5 responses to “Reconsiderations

  1. I see the appeal of the ad. However,I am not that chic asian lady. On me, I fear, I would look like I bought something at Chico’s. And, I am aware, the copy about where it has been featured also gets to me. I may not ever get published in the New Yorker but I can wear something featured in the New Yorker. They, it seems, know my soft spots.

    I just cried watching International House Hunters. Why? Because this darling Greek family was buying a vacation home where they could be with their darling brood of Greek children and grandchildren. That, if we hadn’t have been denied reproductive skills, could have be me and my weasel and our children with Greek sounding names. So I watched and I cried imagine my childless old age. I am sick of others happiness making me sad. I fear I will never stop crying about this. It is, I think, part of the intractability of infertility.
    Hugs to you, lovely!
    xoxo

  2. Reaching for the shallows here and playing devil’s advocate, I’ll say that Belette is right to worry about Chico-i-zation–EF can be so bland and dowdy if one is not a d-dg Asian sm. (Actually, I think I wrecked a potential friendship once with a model who had posed in their ads, b/c I told her the only people I knew who wore it were 50-something professor-types. I foolishly thought she’d have critical distance from the tools of her trade but must have sounded like I was insulting how she looked.) To me, EF is for women who have given up on distinctive, signature styles of their own–you mentioned yesterday that maybe you wouldn’t mind blending in a bit. But EF is the beige couch of clothing–it might not detract from a room, but it adds nothing. (Full disclosure: at least half my wardrobe is from the Anthropologie sale rack, and the rest is H&M–that’s all I got.) I’m not big on prints, but in all of Sal’s post, there is nothing but solid, solid, solid–without a stylist and exactly the right accessories, this becomes merely drab.

    Fashion screed over.

    Sorry the styles section article was an electrified rail–I’m tired of hearing how technology changes our lives so much and thought this article added nothing new. The poor kid at the dentist has not been viewed by his peers; I certainly wouldn’t recognize him on the street; his life is not really f*c*ed by this… so I’m blaming uninspired journalism for the trapdoor beneath you. I wonder if this susceptibility to ambush fades over time, or, like the death of a loved one, always feels fresh. I have no idea, but I do feel for you…for you both, Belette. I know so many women without children, as I said before, and I’ve tended to presume (yes, be presumptuous) that it was a choice. I’m getting a whole new dimension here to think about and be aware of.

    • I do so love when you apply literary criticism to other realms! H&M doesn’t fit me well, but I may try Zara. And Anthro doesn’t ever look quite right on me. although I always hope it will. I feel most comfortable in things that are more streamlined.

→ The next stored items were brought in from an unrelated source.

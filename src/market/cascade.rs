// =============================================================================
// Liquidation cascade detector (C6)
// =============================================================================
//
// Thresholds and the signal-synthesis formula below are carried over
// verbatim from the dual-AI trader's liquidation_cascade_detector module.

use std::collections::VecDeque;
use std::time::Instant;

use chrono::{DateTime, Utc};
use serde::{Deserialize, Serialize};

use crate::types::{LiquidationEvent, LiquidationSide};

const MIN_CASCADE_USD: f64 = 3_000_000.0;
const CRITICAL_CASCADE_USD: f64 = 10_000_000.0;
const MEGA_CASCADE_USD: f64 = 50_000_000.0;
const MINOR_CASCADE_USD: f64 = 1_000_000.0;
const BUILDING_CASCADE_USD: f64 = 500_000.0;
/// Reported alongside a cascade signal but not itself used to gate the
/// level ladder or the contrarian/trend signal split below.
#[allow(dead_code)]
const PRICE_VELOCITY_PCT: f64 = 0.3;
const SIGNAL_PRICE_THRESHOLD_PCT: f64 = 0.5;
const BURST_VELOCITY_USD_PER_SEC: f64 = 50_000.0;
const MAJOR_VELOCITY_USD_PER_SEC: f64 = 500_000.0;

const BURST_WINDOW_SECS: i64 = 10;
const MINUTE_WINDOW_SECS: i64 = 60;
const FIVE_MIN_WINDOW_SECS: i64 = 300;

const ALERT_COOLDOWN_SECS: u64 = 30;
const SNAPSHOT_INTERVAL_SECS: u64 = 5;

#[derive(Debug, Clone, Copy, PartialEq, Eq, Serialize, Deserialize)]
pub enum CascadeLevel {
    Quiet,
    Building,
    Minor,
    Significant,
    Major,
    Extreme,
}

impl CascadeLevel {
    fn base_strength(self) -> f64 {
        match self {
            CascadeLevel::Quiet => 0.0,
            CascadeLevel::Building => 20.0,
            CascadeLevel::Minor => 40.0,
            CascadeLevel::Significant => 60.0,
            CascadeLevel::Major => 80.0,
            CascadeLevel::Extreme => 95.0,
        }
    }

    fn alert_eligible(self) -> bool {
        matches!(self, CascadeLevel::Significant | CascadeLevel::Major | CascadeLevel::Extreme)
    }
}

#[derive(Debug, Clone, Copy, PartialEq, Eq, Serialize, Deserialize)]
pub enum CascadeDirection {
    LongLiquidation,
    ShortLiquidation,
    Mixed,
}

#[derive(Debug, Clone, Copy, PartialEq, Eq, Serialize, Deserialize)]
pub enum CascadeAction {
    Long,
    Short,
    Hold,
}

#[derive(Debug, Clone, Copy, Default, Serialize, Deserialize)]
struct WindowAggregate {
    total_usd: f64,
    long_usd: f64,
    short_usd: f64,
    count: u64,
}

impl WindowAggregate {
    fn velocity(self, window_secs: i64) -> f64 {
        if window_secs > 0 {
            self.total_usd / window_secs as f64
        } else {
            0.0
        }
    }
}

#[derive(Debug, Clone, Copy, Serialize, Deserialize)]
pub struct CascadeSignal {
    pub active: bool,
    pub action: CascadeAction,
    pub strength: f64,
    pub level: CascadeLevel,
    pub direction: CascadeDirection,
}

struct TimedEvent {
    ts: DateTime<Utc>,
    usd_value: f64,
    side: LiquidationSide,
}

pub struct CascadeDetector {
    events: VecDeque<TimedEvent>,
    price_history: VecDeque<(DateTime<Utc>, f64)>,
    last_alert_at: Option<Instant>,
    last_snapshot_at: Option<Instant>,
}

impl CascadeDetector {
    pub fn new() -> Self {
        Self {
            events: VecDeque::new(),
            price_history: VecDeque::new(),
            last_alert_at: None,
            last_snapshot_at: None,
        }
    }

    pub fn on_liquidation(&mut self, event: LiquidationEvent, ts: DateTime<Utc>) {
        self.events.push_back(TimedEvent {
            ts,
            usd_value: event.usd_value(),
            side: event.side,
        });
        self.prune(ts);
    }

    pub fn on_price(&mut self, ts: DateTime<Utc>, price: f64) {
        self.price_history.push_back((ts, price));
        let cutoff = ts - chrono::Duration::seconds(FIVE_MIN_WINDOW_SECS);
        while self.price_history.front().map(|(t, _)| *t < cutoff).unwrap_or(false) {
            self.price_history.pop_front();
        }
    }

    fn prune(&mut self, now: DateTime<Utc>) {
        let cutoff = now - chrono::Duration::seconds(FIVE_MIN_WINDOW_SECS);
        while self.events.front().map(|e| e.ts < cutoff).unwrap_or(false) {
            self.events.pop_front();
        }
    }

    fn aggregate(&self, now: DateTime<Utc>, window_secs: i64) -> WindowAggregate {
        let cutoff = now - chrono::Duration::seconds(window_secs);
        let mut agg = WindowAggregate::default();
        for e in self.events.iter().filter(|e| e.ts >= cutoff) {
            agg.total_usd += e.usd_value;
            agg.count += 1;
            match e.side {
                LiquidationSide::Sell => agg.long_usd += e.usd_value,
                LiquidationSide::Buy => agg.short_usd += e.usd_value,
            }
        }
        agg
    }

    fn price_change_pct(&self, window_secs: i64, now: DateTime<Utc>) -> f64 {
        let cutoff = now - chrono::Duration::seconds(window_secs);
        let start = self.price_history.iter().find(|(t, _)| *t >= cutoff).map(|(_, p)| *p);
        let end = self.price_history.back().map(|(_, p)| *p);
        match (start, end) {
            (Some(s), Some(e)) if s != 0.0 => (e - s) / s * 100.0,
            _ => 0.0,
        }
    }

    fn classify_level(&self, minute_agg: WindowAggregate, burst_agg: WindowAggregate) -> CascadeLevel {
        let burst_velocity = burst_agg.velocity(BURST_WINDOW_SECS);
        if minute_agg.total_usd >= MEGA_CASCADE_USD {
            CascadeLevel::Extreme
        } else if minute_agg.total_usd >= CRITICAL_CASCADE_USD {
            CascadeLevel::Major
        } else if minute_agg.total_usd >= MIN_CASCADE_USD {
            CascadeLevel::Significant
        } else if minute_agg.total_usd >= MINOR_CASCADE_USD {
            CascadeLevel::Minor
        } else if minute_agg.total_usd >= BUILDING_CASCADE_USD || burst_velocity >= BURST_VELOCITY_USD_PER_SEC {
            CascadeLevel::Building
        } else {
            CascadeLevel::Quiet
        }
    }

    fn classify_direction(&self, minute_agg: WindowAggregate) -> (CascadeDirection, f64) {
        if minute_agg.total_usd <= 0.0 {
            return (CascadeDirection::Mixed, 0.5);
        }
        let long_ratio = minute_agg.long_usd / minute_agg.total_usd;
        let direction = if long_ratio >= 0.7 {
            CascadeDirection::LongLiquidation
        } else if long_ratio <= 0.3 {
            CascadeDirection::ShortLiquidation
        } else {
            CascadeDirection::Mixed
        };
        (direction, long_ratio)
    }

    /// Evaluate the current tick: recomputes level/direction/signal from the
    /// rolling windows. Does not gate on cooldown — call `should_alert`
    /// separately to decide whether to emit a discrete alert.
    pub fn evaluate(&self, now: DateTime<Utc>) -> CascadeSignal {
        let minute_agg = self.aggregate(now, MINUTE_WINDOW_SECS);
        let burst_agg = self.aggregate(now, BURST_WINDOW_SECS);

        let level = self.classify_level(minute_agg, burst_agg);
        let (direction, long_ratio) = self.classify_direction(minute_agg);
        let price_change_pct = self.price_change_pct(MINUTE_WINDOW_SECS, now);

        let action = match (level, direction) {
            (CascadeLevel::Quiet | CascadeLevel::Building, _) => CascadeAction::Hold,
            (_, CascadeDirection::Mixed) => CascadeAction::Hold,
            (_, CascadeDirection::LongLiquidation) => {
                if price_change_pct <= -SIGNAL_PRICE_THRESHOLD_PCT {
                    CascadeAction::Long
                } else {
                    CascadeAction::Short
                }
            }
            (_, CascadeDirection::ShortLiquidation) => {
                if price_change_pct >= SIGNAL_PRICE_THRESHOLD_PCT {
                    CascadeAction::Short
                } else {
                    CascadeAction::Long
                }
            }
        };

        let dominant_ratio = long_ratio.max(1.0 - long_ratio);
        let direction_bonus = (dominant_ratio - 0.5) * 20.0;
        let velocity_bonus = if burst_agg.velocity(BURST_WINDOW_SECS) >= MAJOR_VELOCITY_USD_PER_SEC {
            10.0
        } else {
            0.0
        };
        let strength = (level.base_strength() + direction_bonus + velocity_bonus).clamp(0.0, 100.0);

        CascadeSignal {
            active: !matches!(action, CascadeAction::Hold),
            action,
            strength,
            level,
            direction,
        }
    }

    /// `true` at most once per `ALERT_COOLDOWN_SECS`, and only for
    /// alert-eligible levels.
    pub fn should_alert(&mut self, signal: &CascadeSignal, now: Instant) -> bool {
        if !signal.level.alert_eligible() {
            return false;
        }
        let ready = self
            .last_alert_at
            .map(|t| now.duration_since(t).as_secs() >= ALERT_COOLDOWN_SECS)
            .unwrap_or(true);
        if ready {
            self.last_alert_at = Some(now);
        }
        ready
    }

    /// `true` once every `SNAPSHOT_INTERVAL_SECS`, independent of alerts.
    pub fn should_snapshot(&mut self, now: Instant) -> bool {
        let ready = self
            .last_snapshot_at
            .map(|t| now.duration_since(t).as_secs() >= SNAPSHOT_INTERVAL_SECS)
            .unwrap_or(true);
        if ready {
            self.last_snapshot_at = Some(now);
        }
        ready
    }
}

impl Default for CascadeDetector {
    fn default() -> Self {
        Self::new()
    }
}

#[cfg(test)]
mod tests {
    use super::*;

    fn liq(side: LiquidationSide, usd: f64) -> LiquidationEvent {
        LiquidationEvent {
            ts_ms: 0,
            side,
            qty: usd / 50_000.0,
            price: 50_000.0,
        }
    }

    #[test]
    fn quiet_by_default() {
        let detector = CascadeDetector::new();
        let signal = detector.evaluate(Utc::now());
        assert_eq!(signal.level, CascadeLevel::Quiet);
        assert_eq!(signal.action, CascadeAction::Hold);
    }

    #[test]
    fn long_liquidation_contrarian_after_price_drop() {
        let mut detector = CascadeDetector::new();
        let now = Utc::now();
        detector.on_price(now - chrono::Duration::seconds(50), 50_000.0);
        detector.on_price(now, 49_500.0);
        detector.on_liquidation(liq(LiquidationSide::Sell, 4_000_000.0), now);
        let signal = detector.evaluate(now);
        assert_eq!(signal.direction, CascadeDirection::LongLiquidation);
        assert_eq!(signal.action, CascadeAction::Long);
    }

    #[test]
    fn extreme_level_at_mega_threshold() {
        let mut detector = CascadeDetector::new();
        let now = Utc::now();
        detector.on_liquidation(liq(LiquidationSide::Sell, 60_000_000.0), now);
        let signal = detector.evaluate(now);
        assert_eq!(signal.level, CascadeLevel::Extreme);
    }

    #[test]
    fn alert_cooldown_gates_repeated_alerts() {
        let mut detector = CascadeDetector::new();
        let now = Utc::now();
        detector.on_liquidation(liq(LiquidationSide::Sell, 4_000_000.0), now);
        let signal = detector.evaluate(now);
        let t0 = Instant::now();
        assert!(detector.should_alert(&signal, t0));
        assert!(!detector.should_alert(&signal, t0));
    }
}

I need a strict cut, but a crazy print, maybe.

  3. Had a thought this morning while passing a woman of a certain age who had solid tights and leopard-print peep-toes on: the only time I’ve tried the tights/peeps look, and I think it did work, was with black tights and black shoes. Could be a gateway.

    Not sure H&M fits anyone *well,* though occasionally I land on pieces that really work. I think of you looking best in interesting/varied textures, streamlined, like you say. Definitely tights.